Ok, I just ordered a tote in black from Neimans!  This bag looks so cute, I can't believe I waited this long!

Pursenality, try Neimans online, but use the link a couple of pages back.  It looks like both the long and short handled bags are in stock, but didn't show up when I searched for longchamp --- just using the link.  Hope this helps!


----------



## missaznpirate

My Navy Tote w/ long handles arrived on Mar. 18 from Neiman's!  It was backordered saying it would arrive no later than April 23, but it came way sooner!

Sorry for the pics & dirty mirror, they were taken in my college bathroom, hehe.


----------



## kaka28

congratulations....................u look good with ur bag.


----------



## wongiee

furuutsu said:


> Here's mine in navy blue:
> 
> 
> 
> 
> 
> 
> Compared to my custom size 2 Le Pliage:
> 
> 
> 
> 
> 
> 
> It's not that much larger in comparison (I think size 2 is the same as the regular medium Le Pliage) but the base is quite a lot thicker.
> 
> *juzluvpink*, I don't like the saggy base too; I intend to use a few pieces of thick paper as a 'flexible' base. It won't be as stiff as a regular base shaper which I agree makes the bag look unnatural, but hopefully it'll provide some support so the bag doesn't sag too much.



hi dear,

came across this site and saw your reviews on the longchamp customised bag  ! it's so lovely. may i know how much you got it for and any additional photos of how it looks like when carried ? and you Eiffel tower le pliage is the large size ?


----------



## chloeyp

i just bought it last month in la fayette, paris! it costs around euro65


----------



## shyne1025

kaka28 said:


> i ordered mine on friday nite and cannot believe the uk website has the navy with long handle.  so much cheaper than the US at £68 with £9 delievery.  Got an email confirmation my bag will be here by wednesday...woooohoo....but do i have to wait



Did you have this delivered here in the US? if so, did you have to pay custom fees? TIA!


----------



## shopalot

Snowflake123 said:


> i was shopping in toronto this weekend and they have the navy one in yorkville..



Can you let me know what store in Yorkville!
I'm itching for another one!


----------



## shyne1025

shyne1025 said:


> Did you have this delivered here in the US? if so, did you have to pay custom fees? TIA!

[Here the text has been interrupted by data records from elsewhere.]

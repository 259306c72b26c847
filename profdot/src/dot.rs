//! Render a display graph in the Graphviz DOT language.
//!
//! Every function becomes a box labelled with its name, its inclusive and
//! self percentages of the overall total, and its call count. Members of a
//! cycle are drawn together inside a `cluster` subgraph. Each function-level
//! call becomes an arrow labelled with its share of the total and its call
//! count; arrows between cycle members carry only the count. Boxes and
//! arrows are coloured by their percentage through a [`ColorMap`].
//!
//! See <http://www.graphviz.org/doc/info/lang.html> for the language.

use crate::names::{NameCompressor, NameFormat};
use profdot_graph::{DisplayEdge, DisplayFunction, DisplayGraph, DisplayNode, percentage};
use std::io::Write;
use thiserror::Error;

/// Errors that can occur while rendering.
#[derive(Error, Debug)]
pub enum RenderError {
    #[error("IO error: {0}")]
    Io(#[from] std::io::Error),

    #[error("invalid pattern: {0}")]
    Pattern(#[from] regex::Error),
}

pub type Result<T> = std::result::Result<T, RenderError>;

const FONT_NAME: &str = "Helvetica";
const FONT_SIZE: &str = "10";

// ============================================================================
// Colours
// ============================================================================

/// Maps a ratio in `[0, 1]` to a colour by interpolating hue, saturation
/// and lightness, each raised to its own power.
#[derive(Debug, Clone, Copy, PartialEq)]
pub struct ColorMap {
    /// Hue, saturation, lightness at ratio 0.
    pub min: [f64; 3],
    /// Hue, saturation, lightness at ratio 1.
    pub max: [f64; 3],
    pub pow: [f64; 3],
}

impl ColorMap {
    /// Dark blue to saturated red, with a sub-linear hue gradation.
    pub const TEMPERATURE: ColorMap = ColorMap {
        min: [2.0 / 3.0, 0.80, 0.25],
        max: [0.0, 1.0, 0.5],
        pow: [0.5, 1.0, 1.0],
    };

    /// Pink to saturated red.
    pub const PINK: ColorMap = ColorMap {
        min: [0.0, 1.0, 0.90],
        max: [0.0, 1.0, 0.5],
        pow: [1.0, 1.0, 1.0],
    };

    /// Light gray to black.
    pub const GRAY: ColorMap = ColorMap {
        min: [0.0, 0.0, 0.925],
        max: [0.0, 0.0, 0.0],
        pow: [1.0, 1.0, 1.0],
    };

    /// RGB components in `[0, 1]`.
    pub fn rgb(&self, ratio: f64) -> (f64, f64, f64) {
        let ratio = if ratio.is_finite() {
            ratio.clamp(0.0, 1.0)
        } else {
            0.0
        };
        let channel =
            |i: usize| self.min[i] + ratio.powf(self.pow[i]) * (self.max[i] - self.min[i]);
        hsl_to_rgb(channel(0), channel(1), channel(2))
    }

    /// `#rrggbb` for the ratio.
    pub fn hex(&self, ratio: f64) -> String {
        let (r, g, b) = self.rgb(ratio);
        format!("#{:02x}{:02x}{:02x}", to_byte(r), to_byte(g), to_byte(b))
    }
}

impl Default for ColorMap {
    fn default() -> Self {
        Self::TEMPERATURE
    }
}

fn to_byte(f: f64) -> u8 {
    if f <= 0.0 {
        0
    } else if f >= 1.0 {
        255
    } else {
        (255.0 * f + 0.5) as u8
    }
}

/// Convert from the HSL colour model, as in CSS3.
pub fn hsl_to_rgb(h: f64, s: f64, l: f64) -> (f64, f64, f64) {
    let m2 = if l <= 0.5 { l * (s + 1.0) } else { l + s - l * s };
    let m1 = l * 2.0 - m2;
    (
        hue_to_rgb(m1, m2, h + 1.0 / 3.0),
        hue_to_rgb(m1, m2, h),
        hue_to_rgb(m1, m2, h - 1.0 / 3.0),
    )
}

fn hue_to_rgb(m1: f64, m2: f64, h: f64) -> f64 {
    let h = if h < 0.0 {
        h + 1.0
    } else if h > 1.0 {
        h - 1.0
    } else {
        h
    };
    if h * 6.0 < 1.0 {
        m1 + (m2 - m1) * h * 6.0
    } else if h * 2.0 < 1.0 {
        m2
    } else if h * 3.0 < 2.0 {
        m1 + (m2 - m1) * (2.0 / 3.0 - h) * 6.0
    } else {
        m1
    }
}

// ============================================================================
// Writer
// ============================================================================

/// An attribute value: bare numbers are written as-is, text is quoted
/// unless it is a plain identifier.
enum Value<'a> {
    Text(&'a str),
    Int(usize),
}

/// Writer for the DOT language.
pub struct DotWriter<W: Write> {
    writer: W,
    names: NameCompressor,
}

impl<W: Write> DotWriter<W> {
    pub fn new(writer: W, format: NameFormat) -> Result<Self> {
        Ok(Self {
            writer,
            names: NameCompressor::new(format)?,
        })
    }

    pub fn into_inner(self) -> W {
        self.writer
    }

    /// Write the whole graph.
    pub fn graph(&mut self, graph: &DisplayGraph, colormap: &ColorMap) -> Result<()> {
        self.write("digraph {\n")?;

        let font = [
            ("fontname", Value::Text(FONT_NAME)),
            ("fontsize", Value::Text(FONT_SIZE)),
        ];
        self.attr("graph", &font)?;
        self.attr(
            "node",
            &[
                ("fontname", Value::Text(FONT_NAME)),
                ("fontsize", Value::Text(FONT_SIZE)),
                ("shape", Value::Text("box")),
                ("style", Value::Text("filled")),
                ("fontcolor", Value::Text("white")),
            ],
        )?;
        self.attr("edge", &font)?;

        for node in &graph.nodes {
            if node.is_cycle {
                self.cycle(graph, node, colormap)?;
            } else {
                for function in &node.functions {
                    self.function(graph, node, function, colormap, "\t")?;
                }
            }
        }

        for edge in &graph.edges {
            self.calls(graph, edge, colormap)?;
        }

        self.write("}\n")?;
        self.writer.flush()?;
        Ok(())
    }

    fn cycle(
        &mut self,
        graph: &DisplayGraph,
        node: &DisplayNode,
        colormap: &ColorMap,
    ) -> Result<()> {
        let self_pct = percentage(node.self_time, graph.total_time);
        let label = format!(
            "cycle {}\n{:.2}% ({:.2}%)",
            node.index, node.total_pct, self_pct
        );

        self.write(&format!("\tsubgraph cluster_{} {{\n", node.index))?;
        self.write("\t\tgraph")?;
        self.attr_list(&[("label", Value::Text(&label)), ("style", Value::Text("dashed"))])?;
        self.write(";\n")?;
        for function in &node.functions {
            self.function(graph, node, function, colormap, "\t\t")?;
        }
        self.write("\t}\n")?;
        Ok(())
    }

    /// A function box. Cycle members show the cycle's inclusive time.
    fn function(
        &mut self,
        graph: &DisplayGraph,
        node: &DisplayNode,
        function: &DisplayFunction,
        colormap: &ColorMap,
        indent: &str,
    ) -> Result<()> {
        let mut labels = vec![self.names.compress(&function.id.to_string())];
        labels.push(format!(
            "{:.2}% ({:.2}%)",
            node.total_pct,
            percentage(function.self_time, graph.total_time)
        ));
        if function.calls > 0 {
            labels.push(function.calls.to_string());
        }

        let label = labels.join("\n");
        let color = colormap.hex(node.total_pct / 100.0);
        self.write(indent)?;
        self.id(Value::Int(function.index))?;
        self.attr_list(&[("label", Value::Text(&label)), ("color", Value::Text(&color))])?;
        self.write(";\n")
    }

    /// One arrow per function-level call folded into the edge.
    fn calls(
        &mut self,
        graph: &DisplayGraph,
        edge: &DisplayEdge,
        colormap: &ColorMap,
    ) -> Result<()> {
        let caller_pct = graph.node(edge.caller).map_or(0.0, |n| n.total_pct);

        for part in &edge.parts {
            let share = if edge.calls > 0 {
                part.calls as f64 / edge.calls as f64
            } else {
                1.0 / edge.parts.len() as f64
            };

            let mut labels = Vec::new();
            let ratio = match edge.total_pct {
                Some(pct) => {
                    let pct = pct * share;
                    labels.push(format!("{:.2}%", pct));
                    pct / 100.0
                }
                None => caller_pct / 100.0,
            };
            labels.push(part.calls.to_string());

            let label = labels.join("\n");
            let color = colormap.hex(ratio);
            self.edge(
                part.caller,
                part.callee,
                &[
                    ("label", Value::Text(&label)),
                    ("color", Value::Text(&color)),
                    ("fontcolor", Value::Text(&color)),
                ],
            )?;
        }
        Ok(())
    }

    fn attr(&mut self, what: &str, attrs: &[(&str, Value<'_>)]) -> Result<()> {
        self.write("\t")?;
        self.write(what)?;
        self.attr_list(attrs)?;
        self.write(";\n")
    }

    fn edge(&mut self, src: usize, dst: usize, attrs: &[(&str, Value<'_>)]) -> Result<()> {
        self.write("\t")?;
        self.id(Value::Int(src))?;
        self.write(" -> ")?;
        self.id(Value::Int(dst))?;
        self.attr_list(attrs)?;
        self.write(";\n")
    }

    fn attr_list(&mut self, attrs: &[(&str, Value<'_>)]) -> Result<()> {
        if attrs.is_empty() {
            return Ok(());
        }
        self.write(" [")?;
        for (i, (name, value)) in attrs.iter().enumerate() {
            if i > 0 {
                self.write(", ")?;
            }
            self.id(Value::Text(*name))?;
            self.write("=")?;
            match value {
                Value::Text(s) => self.id(Value::Text(*s))?,
                Value::Int(n) => self.id(Value::Int(*n))?,
            }
        }
        self.write("]")
    }

    fn id(&mut self, id: Value<'_>) -> Result<()> {
        match id {
            Value::Int(n) => write!(self.writer, "{}", n)?,
            Value::Text(s) if is_plain_id(s) => self.writer.write_all(s.as_bytes())?,
            Value::Text(s) => self.writer.write_all(escape(s).as_bytes())?,
        }
        Ok(())
    }

    fn write(&mut self, s: &str) -> Result<()> {
        self.writer.write_all(s.as_bytes())?;
        Ok(())
    }
}

fn is_plain_id(s: &str) -> bool {
    !s.is_empty() && s.chars().all(char::is_alphanumeric)
}

/// Quote a string for DOT.
pub fn escape(s: &str) -> String {
    let mut out = String::with_capacity(s.len() + 2);
    out.push('"');
    for c in s.chars() {
        match c {
            '\\' => out.push_str(r"\\"),
            '\n' => out.push_str(r"\n"),
            '\t' => out.push_str(r"\t"),
            '"' => out.push_str("\\\""),
            c => out.push(c),
        }
    }
    out.push('"');
    out
}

NMV I found one at the US site and got an email confirmation that it shipped today! and this is aside from the one I ordered at Nordstrom that is still on back order...


----------



## beauxgoris

Glad you found one. What color did you get?


----------



## shyne1025

I got the blue short handle one from LongChamp.com and the black  long handle one at Nordstrom ( on back order)


----------



## beauxgoris

^^Nice!


----------



## jillvalentine

If anyone is still looking for these beauties, they are in stock online at saks in black / paper and at bloomingdales in navy. I just ordered the navy, can't wait!


----------



## dreamscapexl

shopalot said:


> Can you let me know what store in Yorkville!
> I'm itching for another one!



It's Betty Hemmings Leathergoods, near the Four Seasons hotel. It's one of the official carriers of Longchamp (is listed on the Longchamp site). I was just there yesterday and they have the navy in large, but only with short handles.


----------



## LVisLVoe

I am wayyy late to this, but I'm searching for a black with long handles.  I checked Saks and Nordstrom, and they are both sold out!!


----------



## fairy14344

hope i can get my hands into this, so chic!


----------



## bensmom243

I have had my navy w/long handles tote for a few weeks now and just love, love, love it!  It is a big smaller than the large tote, which I think makes it a great size for everyday use.  I have received tons of compliments and it goes with just about everything!


----------



## dreamscapexl

Magnum is now selling the Longchamp Le Pliage Eiffel Tower Tote in navy with long handles: http://www.magnums.net/prod/1899346/Longchamp-Le-Pliage


----------



## fairy14344

a girl can wish...


----------



## shopalot

dreamscapexl said:


> It's Betty Hemmings Leathergoods, near the Four Seasons hotel. It's one of the official carriers of Longchamp (is listed on the Longchamp site). I was just there yesterday and they have the navy in large, but only with short handles.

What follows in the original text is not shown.